What is the Met Police force’s connection to the ‘partygate’ scandal?
The Met Police’s stance on the ‘partygate’ scandal embroiling Boris Johnson and his Conservative government has led some lawmakers to accuse the force of staging a “cover-up”.
Johnson and his staff are facing allegations that they attended a series of parties in Downing Street during COVID-19 restrictions which banned social gatherings. Senior civil servant Sue Gray is overseeing an independent inquiry into the allegations. The Met, however, said Jan. 13 that it would not look into the events until Gray’s report was published, and claimed it did not normally investigate breaches of pandemic regulations “long after they are said to have taken place”.
However, the Met backtracked just days before the publication of Gray’s report was due Jan. 31 and announced its own investigation. It asked the senior civil servant to make only “minimal reference” to the parties in her report which were now under investigation, in order to “avoid any prejudice to [the police] investigation.” Gray was forced to publish a heavily redacted version of her report which, although damning, could not go into detail.

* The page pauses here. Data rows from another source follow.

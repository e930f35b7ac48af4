//! Property-based tests for pipeline invariants.
//!
//! These tests verify invariants that should hold for all valid inputs,
//! using randomly generated daily series.

use chrono::{Duration, NaiveDate};
use proptest::prelude::*;
use revenue_forecast::core::CanonicalSeries;
use revenue_forecast::models::{AdditiveModel, ForecastEngine, SeasonalityMode};
use revenue_forecast::pipeline::{assemble, merge};
use revenue_forecast::utils::round_to;
use std::collections::BTreeMap;

fn base_date() -> NaiveDate {
    NaiveDate::from_ymd_opt(2023, 1, 1).unwrap()
}

/// Strategy for sparse series: day offsets mapped to values.
fn sparse_series_strategy(max_day: i64, max_len: usize) -> impl Strategy<Value = CanonicalSeries> {
    prop::collection::btree_map(0..max_day, -1000.0..1000.0_f64, 0..max_len).prop_map(|points| {
        CanonicalSeries::from_pairs(
            points
                .into_iter()
                .map(|(day, value)| (base_date() + Duration::days(day), value)),
        )
        .unwrap()
    })
}

/// Strategy for dense daily values with trend, weekly swing and noise.
fn daily_values_strategy(min_len: usize, max_len: usize) -> impl Strategy<Value = Vec<f64>> {
    (min_len..max_len).prop_flat_map(|len| {
        (
            0.0..500.0_f64,
            -2.0..2.0_f64,
            0.0..50.0_f64,
            prop::collection::vec(-10.0..10.0_f64, len),
        )
            .prop_map(|(base, slope, amplitude, noise)| {
                noise
                    .iter()
                    .enumerate()
                    .map(|(i, e)| {
                        base + slope * i as f64
                            + amplitude * (2.0 * std::f64::consts::PI * i as f64 / 7.0).sin()
                            + e
                    })
                    .collect()
            })
    })
}

fn make_series(values: &[f64]) -> CanonicalSeries {
    CanonicalSeries::from_pairs(
        values
            .iter()
            .enumerate()
            .map(|(i, &v)| (base_date() + Duration::days(i as i64), v)),
    )
    .unwrap()
}

proptest! {
    #![proptest_config(ProptestConfig::with_cases(64))]

    #[test]
    fn merge_keeps_preferred_values(
        a in sparse_series_strategy(60, 40),
        b in sparse_series_strategy(60, 40),
    ) {
        prop_assume!(!a.is_empty() || !b.is_empty());
        let merged = merge(&a, &b).unwrap();

        let mut expected: BTreeMap<NaiveDate, f64> = b.iter().map(|p| (p.date, p.value)).collect();
        for p in a.iter() {
            expected.insert(p.date, p.value);
        }

        prop_assert_eq!(merged.len(), expected.len());
        for (point, (date, value)) in merged.iter().zip(&expected) {
            prop_assert_eq!(point.date, *date);
            prop_assert_eq!(point.value, *value);
        }
    }

    #[test]
    fn rounding_is_idempotent(value in -1.0e9..1.0e9_f64) {
        let once = round_to(value, 2);
        prop_assert_eq!(round_to(once, 2), once);
    }

    #[test]
    fn forecast_bounds_are_ordered(
        values in daily_values_strategy(20, 120),
        horizon in 0usize..60,
        coverage in 0.5..0.99_f64,
    ) {
        let series = make_series(&values);
        let rows = AdditiveModel::default()
            .with_interval_coverage(coverage)
            .fit(&series, horizon)
            .unwrap();

        prop_assert_eq!(rows.len(), values.len() + horizon);
        for row in &rows {
            prop_assert!(row.lower_bound <= row.predicted);
            prop_assert!(row.predicted <= row.upper_bound);
        }
    }

    #[test]
    fn result_dates_are_contiguous(
        series in sparse_series_strategy(90, 60),
        horizon in 0usize..30,
    ) {
        prop_assume!(series.len() >= 2);
        let model = AdditiveModel::default()
            .with_weekly(SeasonalityMode::Disabled)
            .with_yearly(SeasonalityMode::Disabled);
        let rows = model.fit(&series, horizon).unwrap();
        let table = assemble(&series, &rows, "Revenue").unwrap();

        let first = series.first_date().unwrap();
        let last = series.last_date().unwrap() + Duration::days(horizon as i64);
        prop_assert_eq!(table.len() as i64, (last - first).num_days() + 1);
        for (i, row) in table.rows.iter().enumerate() {
            let expected = first + Duration::days(i as i64);
            prop_assert_eq!(&row.date, &expected.format("%Y/%m/%d").to_string());
            prop_assert_eq!(row.actual.is_some(), series.get(expected).is_some());
        }
    }
}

The Met Police have previously been accused of interfering with sensitive investigations. The force was described as “institutionally corrupt” by an independent inquiry set up to review the murder of the private detective Daniel Morgan in 1987. Dick was singled out in the report for obstructing the panel’s investigation.
What does Dick’s resignation mean for Boris Johnson?
The Met commissioner’s resignation comes at a politically sensitive time for the Prime Minister. Only a day before Dick’s resignation, the Met announced it had sent legal questionnaires to more than 50 people in Downing Street and Whitehall in connection with the alleged gatherings. It is expected that Johnson will be included.
The Prime Minister is facing mounting pressure even from his own party to step aside, an unsavory outcome of the police investigation or any evidence of a “cover-up”, could be the catalyst.
Dick was seen by some as an ally to Johnson. Patel said following Dick’s resignation that “strong and decisive leadership” would be required to rebuild public confidence in the force’s “integrity and professionalism,” The Independent reported. As a member of the Labour Party, London mayor Khan did not have the same allegiances to the Met commissioner as the Conservative lawmakers in Downing Street, who have been in power throughout Dick’s tenure.
Opposition lawmakers have pointed to an overly close relationship between the police and politicians. “Boris Johnson must have no role in choosing Cressida Dick’s successor to lead the Met,” said Ed Davey, leader of the Liberal Democrat party, in a tweet. “A man under criminal investigation by the Met should not be able to choose who’s in charge of it.”
Given the extent of public distrust in both the government and the Met Police, the force will struggle to delay Gray’s full report any further. Met sources told the Guardian that Dick’s departure will not change the progress of the criminal investigation into the alleged parties. She will stay in the position for a short period until a replacement is found.